The finding of few ovigerous females in April and May 2018 indicate the Lake Maggiore as a potentially suitable reproductive site for the species. Furthermore, according to the structure of age/size classes based on the classic work of Pieplow [29], females were between the first and the second year of life. This is contrasting to previous observations [58,59], which suggested that females reach sexual maturity from the second year of life.
From a methodological point of view, we support the efficiency of visual inspection for the detection of crayfish [25,60] to be used as a complementary tool of traps. By setting a standard time for preliminary inspection through visual survey, we were able to verify 75 sampling points for a total of 170 km of inspected shoreline in a reasonable time. Moreover, only through inspections we were able to assess the occurrence of P. clarkii, as this species never felt into traps. Although the method is not without bias [25], visual encounter survey is an effective and inexpensive approach to screen for the presence of alien crayfish from large lakes.

5. Conclusions

The Invasive Alien Species in Lake Maggiore monitoring project was a pilot study that allowed us to detect the occurrence of three alien species in this large subalpine lake, and to shed some light on the autoecology of the most abundant species, O. limosus. The recovery of these species of Union Concern raises important conservation issues that need to be addressed. The finding of P. leniusculus in the Swiss part of the lake is worrisome because of the proximity of the Bolle di Magadino Nature Reserve, and of several source population of the native Austropotamobius pallipes in the lake catchment. Moreover, the alien species, observed in this study, not only compete with the native fauna, but are also the primary vectors of the oomycetes Aphanomyces astaci Schikora 1906, the causative agent of the crayfish plague [61]. We suggest that Italy and Switzerland should agree on concrete actions to prevent the spread of crayfish by intensifying trapping sessions in the spring reproductive period. Further investigations are needed to understand the ecology and the behavior of invasive crayfish, in particular, concerning their vertical distribution in relation to depth and the possible interaction with natural predators such as fish and ardeids. Altogether, the evidence may contribute to reducing the level of uncertainty of environmental management actions to be proposed at the catchment scale.

Author Contributions

Conceptualization, L.G. and A.B.; data curation, L.G. and M.C.; formal analysis, L.G. and S.M.; funding acquisition, A.B.; investigation, L.G. and A.B.; methodology, L.G. and A.B.; project administration, A.B.; software, S.M.; visualization, L.G. and S.M.; writing—original draft, L.G., S.M., M.C. and A.B. All authors have read and agreed to the published version of the manuscript.

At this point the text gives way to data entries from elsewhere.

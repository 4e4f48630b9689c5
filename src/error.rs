//! Error types for the taxi demand application
//!
//! The scoring engine itself is infallible. Errors only arise while loading
//! configuration or acquiring snapshots from external providers.

use std::time::Duration;
use thiserror::Error;

/// Main error type for the taxi demand application
#[derive(Error, Debug)]
pub enum DemandError {
    /// Configuration-related errors
    #[error("Configuration error: {message}")]
    Config { message: String },

    /// A snapshot provider could not produce data
    #[error("Provider error ({provider}): {message}")]
    Provider { provider: String, message: String },

    /// A snapshot provider did not answer in time
    #[error("Provider {provider} timed out after {timeout:?}")]
    Timeout { provider: String, timeout: Duration },

    /// I/O operation errors
    #[error("I/O error: {source}")]
    Io {
        #[from]
        source: std::io::Error,
    },

    /// JSON (de)serialization errors
    #[error("JSON error: {source}")]
    Json {
        #[from]
        source: serde_json::Error,
    },
}

impl DemandError {
    /// Create a new configuration error
    pub fn config<S: Into<String>>(message: S) -> Self {
        Self::Config {
            message: message.into(),
        }
    }

    /// Create a new provider error
    pub fn provider<P: Into<String>, S: Into<String>>(provider: P, message: S) -> Self {
        Self::Provider {
            provider: provider.into(),
            message: message.into(),
        }
    }

    /// Create a new timeout error
    pub fn timeout<P: Into<String>>(provider: P, timeout: Duration) -> Self {
        Self::Timeout {
            provider: provider.into(),
            timeout,
        }
    }

    /// Get a user-friendly error message
    #[must_use]
    pub fn user_message(&self) -> String {
        match self {
            DemandError::Config { .. } => {
                "Configuration error. Please check your config file.".to_string()
            }
            DemandError::Provider { provider, .. } | DemandError::Timeout { provider, .. } => {
                format!("Live {provider} data is unavailable. Estimates use fallback data.")
            }
            DemandError::Io { .. } => {
                "File operation failed. Please check file permissions.".to_string()
            }
            DemandError::Json { .. } => {
                "Could not read JSON input. Please check the file format.".to_string()
            }
        }
    }
}

#[cfg(test)]
mod tests {
    use super::*;

    #[test]
    fn test_error_creation() {
        let config_err = DemandError::config("hourly table has a negative entry");
        assert!(matches!(config_err, DemandError::Config { .. }));

        let timeout_err = DemandError::timeout("weather", Duration::from_secs(5));
        assert!(timeout_err.to_string().contains("weather timed out"));
    }

    #[test]
    fn test_user_messages() {
        let config_err = DemandError::config("test");
        assert!(config_err.user_message().contains("Configuration error"));

        let provider_err = DemandError::provider("traffic", "HTTP 503");
        assert!(provider_err.user_message().contains("fallback data"));

        let json_err: DemandError = serde_json::from_str::<u32>("\"x\"").unwrap_err().into();
        assert!(json_err.user_message().contains("JSON"));
    }

    #[test]
    fn test_io_error_conversion() {
        let io_err = std::io::Error::new(std::io::ErrorKind::NotFound, "file not found");
        let err: DemandError = io_err.into();
        assert!(matches!(err, DemandError::Io { .. }));
    }
}
//! Zone catalog: the fixed set of city areas tracked for demand scoring

use haversine::{Location as HaversineLocation, Units, distance};
use serde::{Deserialize, Serialize};

/// A fixed named area of the city
#[derive(Debug, Clone, PartialEq, Serialize, Deserialize)]
pub struct Zone {
    pub name: String,
    /// Latitude in decimal degrees
    pub latitude: f64,
    /// Longitude in decimal degrees
    pub longitude: f64,
    /// Baseline taxi revenue per minute (yen)
    pub base_revenue_per_min: f64,
    /// Location-specific demand factor relative to an average zone
    pub location_factor: f64,
    /// Major rail interchange
    #[serde(default)]
    pub is_transit_hub: bool,
    /// Minutes added to the base repositioning time for this zone
    #[serde(default)]
    pub travel_offset_minutes: u32,
}

impl Zone {
    #[must_use]
    pub fn new<S: Into<String>>(
        name: S,
        latitude: f64,
        longitude: f64,
        base_revenue_per_min: f64,
        location_factor: f64,
    ) -> Self {
        Self {
            name: name.into(),
            latitude,
            longitude,
            base_revenue_per_min,
            location_factor,
            is_transit_hub: false,
            travel_offset_minutes: 0,
        }
    }

    #[must_use]
    pub fn transit_hub(mut self) -> Self {
        self.is_transit_hub = true;
        self
    }

    #[must_use]
    pub fn with_travel_offset(mut self, minutes: u32) -> Self {
        self.travel_offset_minutes = minutes;
        self
    }

    /// Great-circle distance to another zone in kilometers
    #[must_use]
    pub fn distance_km(&self, other: &Zone) -> f64 {
        let from = HaversineLocation {
            latitude: self.latitude,
            longitude: self.longitude,
        };
        let to = HaversineLocation {
            latitude: other.latitude,
            longitude: other.longitude,
        };
        distance(from, to, Units::Kilometers)
    }
}

/// Ordered, read-only set of zones
#[derive(Debug, Clone, PartialEq, Serialize, Deserialize)]
pub struct ZoneCatalog {
    zones: Vec<Zone>,
}

impl ZoneCatalog {
    #[must_use]
    pub fn new(zones: Vec<Zone>) -> Self {
        Self { zones }
    }

    #[must_use]
    pub fn empty() -> Self {
        Self { zones: Vec::new() }
    }

    /// Central Tokyo districts
    #[must_use]
    pub fn tokyo() -> Self {
        Self::new(vec![
            Zone::new("Ginza", 35.6762, 139.7653, 62.5, 1.3).with_travel_offset(3),
            Zone::new("Tokyo Station", 35.6812, 139.7671, 59.8, 1.6)
                .transit_hub()
                .with_travel_offset(6),
            Zone::new("Shibuya", 35.6598, 139.7006, 58.2, 1.4)
                .transit_hub()
                .with_travel_offset(8),
            Zone::new("Shinjuku", 35.6896, 139.6917, 55.8, 1.5)
                .transit_hub()
                .with_travel_offset(4),
            Zone::new("Roppongi", 35.6627, 139.7314, 54.2, 1.2).with_travel_offset(7),
            Zone::new("Harajuku", 35.6702, 139.7027, 51.4, 1.1).with_travel_offset(2),
            Zone::new("Akihabara", 35.7022, 139.7745, 49.7, 1.0).with_travel_offset(5),
            Zone::new("Ikebukuro", 35.7295, 139.7109, 52.6, 1.2).with_travel_offset(9),
            Zone::new("Ueno", 35.7141, 139.7773, 48.3, 1.0).with_travel_offset(1),
            Zone::new("Asakusa", 35.7148, 139.7967, 47.5, 0.9),
        ])
    }

    pub fn iter(&self) -> impl Iterator<Item = &Zone> {
        self.zones.iter()
    }

    #[must_use]
    pub fn len(&self) -> usize {
        self.zones.len()
    }

    #[must_use]
    pub fn is_empty(&self) -> bool {
        self.zones.is_empty()
    }

    /// Look a zone up by name, ignoring case and surrounding whitespace
    #[must_use]
    pub fn find(&self, name: &str) -> Option<&Zone> {
        let name = name.trim();
        self.zones.iter().find(|z| z.name.eq_ignore_ascii_case(name))
    }
}

impl Default for ZoneCatalog {
    fn default() -> Self {
        Self::tokyo()
    }
}
/// Environment variable naming the configuration file
pub const CONFIG_PATH_ENV: &str = "TAXI_DEMAND_CONFIG";
/// Prefix of environment overrides; nested keys are joined with `__`,
/// e.g. `TAXI_DEMAND_PROVIDERS__TIMEOUT_SECONDS`
pub const ENV_PREFIX: &str = "TAXI_DEMAND";
/// Upper bound on driver recommendations returned per scoring cycle
pub const MAX_RECOMMENDATIONS: usize = 5;
/// Lowest confidence score a prediction may carry
pub const CONFIDENCE_FLOOR: f64 = 70.0;
/// Highest confidence score a prediction may carry
pub const CONFIDENCE_CEILING: f64 = 95.0;

/// Root configuration structure
#[derive(Debug, Clone, Default, Serialize, Deserialize)]
pub struct AppConfig {
    #[serde(default)]
    pub logging: LoggingConfig,
    #[serde(default)]
    pub providers: ProviderConfig,
    #[serde(default)]
    pub scoring: ScoringConfig,
}

/// Logging configuration settings
#[derive(Debug, Clone, Serialize, Deserialize)]
pub struct LoggingConfig {
    /// Log level (error, warn, info, debug, trace)
    #[serde(default = "default_log_level")]
    pub level: String,
    /// Log format (pretty or compact)
    #[serde(default = "default_log_format")]
    pub format: String,
}

/// Snapshot provider settings
#[derive(Debug, Clone, Serialize, Deserialize)]
pub struct ProviderConfig {
    /// Upper bound on a single snapshot acquisition, in seconds
    #[serde(default = "default_provider_timeout")]
    pub timeout_seconds: u64,
}

fn default_log_level() -> String {
    "info".to_string()
}

fn default_log_format() -> String {
    "pretty".to_string()
}
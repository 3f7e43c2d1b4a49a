//! Fleet registry: authoritative store of drone identity and state.
//!
//! All other components read and write drone state through the
//! [`FleetStore`] trait. The in-memory implementation lives in
//! [`memory::MemoryFleet`].

mod memory;
mod store;
mod types;

pub use memory::MemoryFleet;
pub use store::FleetStore;
pub use types::*;
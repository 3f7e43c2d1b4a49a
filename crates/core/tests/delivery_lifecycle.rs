//! Delivery lifecycle integration tests.
//!
//! These tests verify the complete trip lifecycle through the dispatch
//! coordinator: request -> reservation -> assignment events -> in-flight
//! progress -> delivery -> drone release and order sync.

use std::sync::Arc;

use skyfleet_core::{
    testing::{fixtures, MockOrderClient},
    DeliveryBroadcaster, DeliveryEvent, DispatchCoordinator, DispatchError, DispatchRequest,
    DroneStatus, FleetConfig, FleetEvent, FleetStore, FlightSimulator, MemoryFleet, OrderStatus,
    OrderStatusClient, SimulatorConfig,
};

/// Test helper wiring the full dispatch stack with a fast simulator clock.
struct TestHarness {
    fleet: Arc<MemoryFleet>,
    broadcaster: Arc<DeliveryBroadcaster>,
    orders: Arc<MockOrderClient>,
    coordinator: DispatchCoordinator,
}

impl TestHarness {
    fn new(progress_step: f64) -> Self {
        let fleet = Arc::new(MemoryFleet::new(FleetConfig::default()));
        let broadcaster = Arc::new(DeliveryBroadcaster::new());
        let orders = Arc::new(MockOrderClient::new());

        let simulator = FlightSimulator::new(
            SimulatorConfig {
                tick_interval_ms: 1,
                progress_step,
            },
            Arc::clone(&fleet) as Arc<dyn FleetStore>,
            Arc::clone(&broadcaster),
            Arc::clone(&orders) as Arc<dyn OrderStatusClient>,
        );
        let coordinator = DispatchCoordinator::new(
            Arc::clone(&fleet) as Arc<dyn FleetStore>,
            Arc::clone(&broadcaster),
            Arc::clone(&orders) as Arc<dyn OrderStatusClient>,
            simulator,
        );

        Self {
            fleet,
            broadcaster,
            orders,
            coordinator,
        }
    }

    fn request(&self, order_id: &str) -> DispatchRequest {
        DispatchRequest {
            order_id: order_id.to_string(),
            branch_id: None,
            drone_id: None,
            start_location: fixtures::RESTAURANT,
            end_location: fixtures::CUSTOMER,
        }
    }
}

#[tokio::test]
async fn test_complete_delivery_lifecycle() {
    let harness = TestHarness::new(0.05);
    harness.fleet.create(fixtures::drone("falcon-1", 100)).await.unwrap();

    let mut scope_rx = harness.broadcaster.subscribe("order-1");
    let mut global_rx = harness.broadcaster.subscribe_global();

    let dispatched = harness
        .coordinator
        .start_delivery(harness.request("order-1"))
        .await
        .expect("dispatch should succeed");

    assert_eq!(dispatched.drone.name, "falcon-1");
    assert_eq!(dispatched.drone.status, DroneStatus::Busy);
    assert_eq!(dispatched.drone.current_order_id.as_deref(), Some("order-1"));

    // Collect the full scoped event stream for this order.
    let mut events = Vec::new();
    loop {
        let event = scope_rx.recv().await.expect("scope channel open");
        let terminal = matches!(event, DeliveryEvent::Delivered { .. });
        events.push(event);
        if terminal {
            break;
        }
    }
    dispatched.handle.await_completion().await;

    // Assignment first, 19 progress updates, one terminal event.
    assert_eq!(events.len(), 21);
    assert!(matches!(events[0], DeliveryEvent::DroneAssigned { .. }));
    assert!(events[1..20]
        .iter()
        .all(|e| matches!(e, DeliveryEvent::Delivering { .. })));

    let progresses: Vec<f64> = events[1..].iter().map(DeliveryEvent::progress).collect();
    assert!(progresses.windows(2).all(|w| w[1] >= w[0]), "progress must be non-decreasing");
    assert_eq!(*progresses.last().unwrap(), 1.0);

    match events.last().unwrap() {
        DeliveryEvent::Delivered { progress, stats, .. } => {
            assert_eq!(*progress, 1.0);
            assert_eq!(stats.remaining, "0.00 km");
        }
        other => panic!("expected Delivered, got {:?}", other),
    }

    // Fleet-wide notifications: busy on assignment, idle on release.
    let FleetEvent::DroneUpdate { drone } = global_rx.recv().await.unwrap();
    assert_eq!(drone.status, DroneStatus::Busy);
    let FleetEvent::DroneUpdate { drone } = global_rx.recv().await.unwrap();
    assert_eq!(drone.status, DroneStatus::Idle);
    assert_eq!(drone.battery, 90);

    // Both milestones reached the order service.
    let recorded = harness.orders.recorded().await;
    let statuses: Vec<OrderStatus> = recorded.iter().map(|u| u.status).collect();
    assert!(statuses.contains(&OrderStatus::DroneAssigned));
    assert!(statuses.contains(&OrderStatus::Delivered));

    // Registry invariant after the full lifecycle.
    let drone = harness.fleet.get("falcon-1").await.unwrap();
    assert!(drone.invariant_holds());
    assert_eq!(drone.status, DroneStatus::Idle);
}

#[tokio::test]
async fn test_sequential_trips_drain_battery() {
    let harness = TestHarness::new(0.5);
    harness.fleet.create(fixtures::drone("falcon-1", 100)).await.unwrap();

    for i in 0..3 {
        let dispatched = harness
            .coordinator
            .start_delivery(harness.request(&format!("order-{}", i)))
            .await
            .unwrap();
        dispatched.handle.await_completion().await;
    }

    let drone = harness.fleet.get("falcon-1").await.unwrap();
    assert_eq!(drone.battery, 70);
    assert_eq!(drone.status, DroneStatus::Idle);
}

#[tokio::test]
async fn test_fleet_exhaustion_after_battery_drain() {
    let harness = TestHarness::new(0.5);
    // 25% battery: one trip leaves it at 15%, below the assignment floor.
    harness.fleet.create(fixtures::drone("falcon-1", 25)).await.unwrap();

    let dispatched = harness
        .coordinator
        .start_delivery(harness.request("order-1"))
        .await
        .unwrap();
    dispatched.handle.await_completion().await;

    let err = harness
        .coordinator
        .start_delivery(harness.request("order-2"))
        .await
        .unwrap_err();
    assert!(matches!(err, DispatchError::NoDroneAvailable));
}

#[tokio::test]
async fn test_two_orders_two_drones_isolated_scopes() {
    let harness = TestHarness::new(0.25);
    harness.fleet.create(fixtures::drone("alpha", 100)).await.unwrap();
    harness.fleet.create(fixtures::drone("bravo", 100)).await.unwrap();

    let mut rx_a = harness.broadcaster.subscribe("order-a");
    let mut rx_b = harness.broadcaster.subscribe("order-b");

    let first = harness
        .coordinator
        .start_delivery(harness.request("order-a"))
        .await
        .unwrap();
    let second = harness
        .coordinator
        .start_delivery(harness.request("order-b"))
        .await
        .unwrap();

    // Stable selection order: alpha reserved first, bravo second.
    assert_eq!(first.drone.name, "alpha");
    assert_eq!(second.drone.name, "bravo");

    first.handle.await_completion().await;
    second.handle.await_completion().await;

    // Every event in a scope belongs to that scope's order.
    while let Ok(event) = rx_a.try_recv() {
        assert_eq!(event.order_id(), "order-a");
    }
    while let Ok(event) = rx_b.try_recv() {
        assert_eq!(event.order_id(), "order-b");
    }

    // Both drones are back and debited once each.
    for name in ["alpha", "bravo"] {
        let drone = harness.fleet.get(name).await.unwrap();
        assert_eq!(drone.status, DroneStatus::Idle);
        assert_eq!(drone.battery, 90);
    }
}

#[tokio::test]
async fn test_order_service_outage_does_not_block_delivery() {
    let harness = TestHarness::new(0.5);
    harness.fleet.create(fixtures::drone("falcon-1", 100)).await.unwrap();

    // The assignment notification fails; dispatch and flight proceed anyway.
    harness.orders.fail_next().await;

    let dispatched = harness
        .coordinator
        .start_delivery(harness.request("order-1"))
        .await
        .expect("dispatch survives order-service outage");
    dispatched.handle.await_completion().await;

    let drone = harness.fleet.get("falcon-1").await.unwrap();
    assert_eq!(drone.status, DroneStatus::Idle);
    assert_eq!(drone.battery, 90);
}
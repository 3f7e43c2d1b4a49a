//! HTTP implementation of the order-status client.

use std::time::Duration;

use async_trait::async_trait;
use serde::Serialize;
use tracing::debug;

use crate::config::OrderServiceConfig;

use super::types::{OrderClientError, OrderStatus, OrderStatusClient};

#[derive(Serialize)]
#[serde(rename_all = "camelCase")]
struct StatusUpdateBody<'a> {
    status: &'a str,
    #[serde(skip_serializing_if = "Option::is_none")]
    drone_id: Option<&'a str>,
}

/// Client for `PUT {base_url}/{order_id}/status`.
pub struct HttpOrderStatusClient {
    client: reqwest::Client,
    base_url: String,
}

impl HttpOrderStatusClient {
    pub fn new(config: &OrderServiceConfig) -> Result<Self, OrderClientError> {
        let client = reqwest::Client::builder()
            .timeout(Duration::from_secs(config.timeout_secs as u64))
            .build()
            .map_err(|e| OrderClientError::ConnectionFailed(e.to_string()))?;

        Ok(Self {
            client,
            base_url: config.url.trim_end_matches('/').to_string(),
        })
    }
}

#[async_trait]
impl OrderStatusClient for HttpOrderStatusClient {
    async fn update_status(
        &self,
        order_id: &str,
        status: OrderStatus,
        drone_id: Option<&str>,
    ) -> Result<(), OrderClientError> {
        let url = format!("{}/{}/status", self.base_url, order_id);
        debug!("Updating order {} to {}", order_id, status.as_str());

        let response = self
            .client
            .put(&url)
            .json(&StatusUpdateBody {
                status: status.as_str(),
                drone_id,
            })
            .send()
            .await
            .map_err(|e| {
                if e.is_timeout() {
                    OrderClientError::Timeout
                } else {
                    OrderClientError::ConnectionFailed(e.to_string())
                }
            })?;

        if !response.status().is_success() {
            return Err(OrderClientError::UnexpectedStatus(
                response.status().as_u16(),
            ));
        }

        Ok(())
    }
}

The present study was funded by the International Commission for the Protection of Italian-Swiss Waters (CIPAIS), and by ARPA Lombardia (Regional Agency for Environmental Protection).


We are thankful to Nicola Patocchi and Davide Sargenti (Fondazione Bolle di Magadino), Luca Migliori, Leonardo Mantovani, two students of the high schools of Omegna and Verbania Alessandro Poletti, Tommaso Zaneboni, and Marta Dugaro for their technical support during samplings. We are grateful to Walter Branca for providing P. leniusculus individuals examined in this study. Thanks are also due to Paolo Bazzoni (Ossolana Acque) for sharing the results of his previous work. We gratefully acknowledge two anonymous reviewers for the time and effort spent in reviewing our article and ensuring a high quality publication. Catch permits were requested and obtained from: Commissariato italiano per la Convenzione italo-svizzera sulla Pesca; Ente di gestione delle aree protette del Ticino e del Lago Maggiore; Parco Lombardo del Ticino, Repubblica e Canton Ticino-Ufficio della natura e del paesaggio (Switzerland); Fondazione Bolle di Magadino (Switzerland); Provincia di Novara; Provincia di Varese; Provincia del VCO; Polizia Provinciale di Varese; and Polizia Provinciale VCO. The Ufficio Federale dell’Ambiente (UFAM), Divisione Specie, ecosistemi e paesaggi (Switzerland) has also given us the permission of export live specimens of alien crayfish for scientific purposes.

Conflicts of Interest

The authors declare no conflict of interest.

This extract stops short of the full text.